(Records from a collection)
——————————
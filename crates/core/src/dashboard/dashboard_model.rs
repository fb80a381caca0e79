//! Dashboard read models.

use rust_decimal::Decimal;
use serde::{Deserialize, Serialize};

use crate::users::{KycStatus, User};

/// Aggregate of a user's investments in one property.
#[derive(Debug, Clone, Serialize, Deserialize, PartialEq)]
#[serde(rename_all = "camelCase")]
pub struct HoldingSummary {
    pub property_id: String,
    pub property_title: String,
    pub shares: u64,
    pub invested_amount: Decimal,
    pub ownership_percentage: Decimal,
    pub monthly_rental: Decimal,
    pub projected_value_5y: Decimal,
}

#[derive(Debug, Clone, Serialize, Deserialize, PartialEq)]
#[serde(rename_all = "camelCase")]
pub struct DashboardSummary {
    pub user: User,
    pub kyc_status: KycStatus,
    pub favorites_count: usize,
    pub holdings_count: usize,
    pub total_invested: Decimal,
    pub total_shares: u64,
    pub monthly_rental_income: Decimal,
    pub projected_value_5y: Decimal,
    pub holdings: Vec<HoldingSummary>,
}
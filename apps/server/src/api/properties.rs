use std::sync::Arc;

use crate::{
    error::{ApiError, ApiResult},
    main_lib::AppState,
};
use axum::{
    extract::{Path, Query, State},
    http::StatusCode,
    routing::{get, post, put},
    Json, Router,
};
use propvest_core::{
    constants::DISPLAY_DECIMAL_PRECISION,
    investments::{CalculatorInput, InvestmentCalculation},
    properties::{NewProperty, Property, PropertyFilter, PropertyUpdate},
};

async fn list_properties(
    State(state): State<Arc<AppState>>,
    Query(filter): Query<PropertyFilter>,
) -> ApiResult<Json<Vec<Property>>> {
    let properties = state.property_service.list_properties(&filter)?;
    Ok(Json(properties))
}

async fn get_property(
    Path(id): Path<String>,
    State(state): State<Arc<AppState>>,
) -> ApiResult<Json<Property>> {
    let property = state.property_service.get_property(&id)?;
    Ok(Json(property))
}

async fn calculate_investment(
    Path(id): Path<String>,
    State(state): State<Arc<AppState>>,
    Json(input): Json<CalculatorInput>,
) -> ApiResult<Json<InvestmentCalculation>> {
    let mut calculation = state.investment_service.calculate(&id, input)?;
    calculation.projection = calculation.projection.rounded(DISPLAY_DECIMAL_PRECISION);
    Ok(Json(calculation))
}

async fn create_property(
    State(state): State<Arc<AppState>>,
    Json(property): Json<NewProperty>,
) -> ApiResult<(StatusCode, Json<Property>)> {
    let created = state.property_service.create_property(property).await?;
    tracing::info!("Created property {}", created.id);
    Ok((StatusCode::CREATED, Json(created)))
}

async fn update_property(
    Path(id): Path<String>,
    State(state): State<Arc<AppState>>,
    Json(property): Json<PropertyUpdate>,
) -> ApiResult<Json<Property>> {
    if property.id != id {
        return Err(ApiError::BadRequest(format!(
            "Body id '{}' does not match path id '{}'",
            property.id, id
        )));
    }
    let updated = state.property_service.update_property(property).await?;
    Ok(Json(updated))
}

async fn delete_property(
    Path(id): Path<String>,
    State(state): State<Arc<AppState>>,
) -> ApiResult<StatusCode> {
    state.property_service.delete_property(&id).await?;
    Ok(StatusCode::NO_CONTENT)
}

pub fn public_router() -> Router<Arc<AppState>> {
    Router::new()
        .route("/properties", get(list_properties))
        .route("/properties/{id}", get(get_property))
        .route("/properties/{id}/calculate", post(calculate_investment))
}

pub fn admin_router() -> Router<Arc<AppState>> {
    Router::new()
        .route("/properties", post(create_property))
        .route("/properties/{id}", put(update_property).delete(delete_property))
}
——————————
- What to work on
Find the word "CalculatorInput" in the records and pull out each line that has it.

- Task response
    investments::{CalculatorInput, InvestmentCalculation},
    Json(input): Json<CalculatorInput>,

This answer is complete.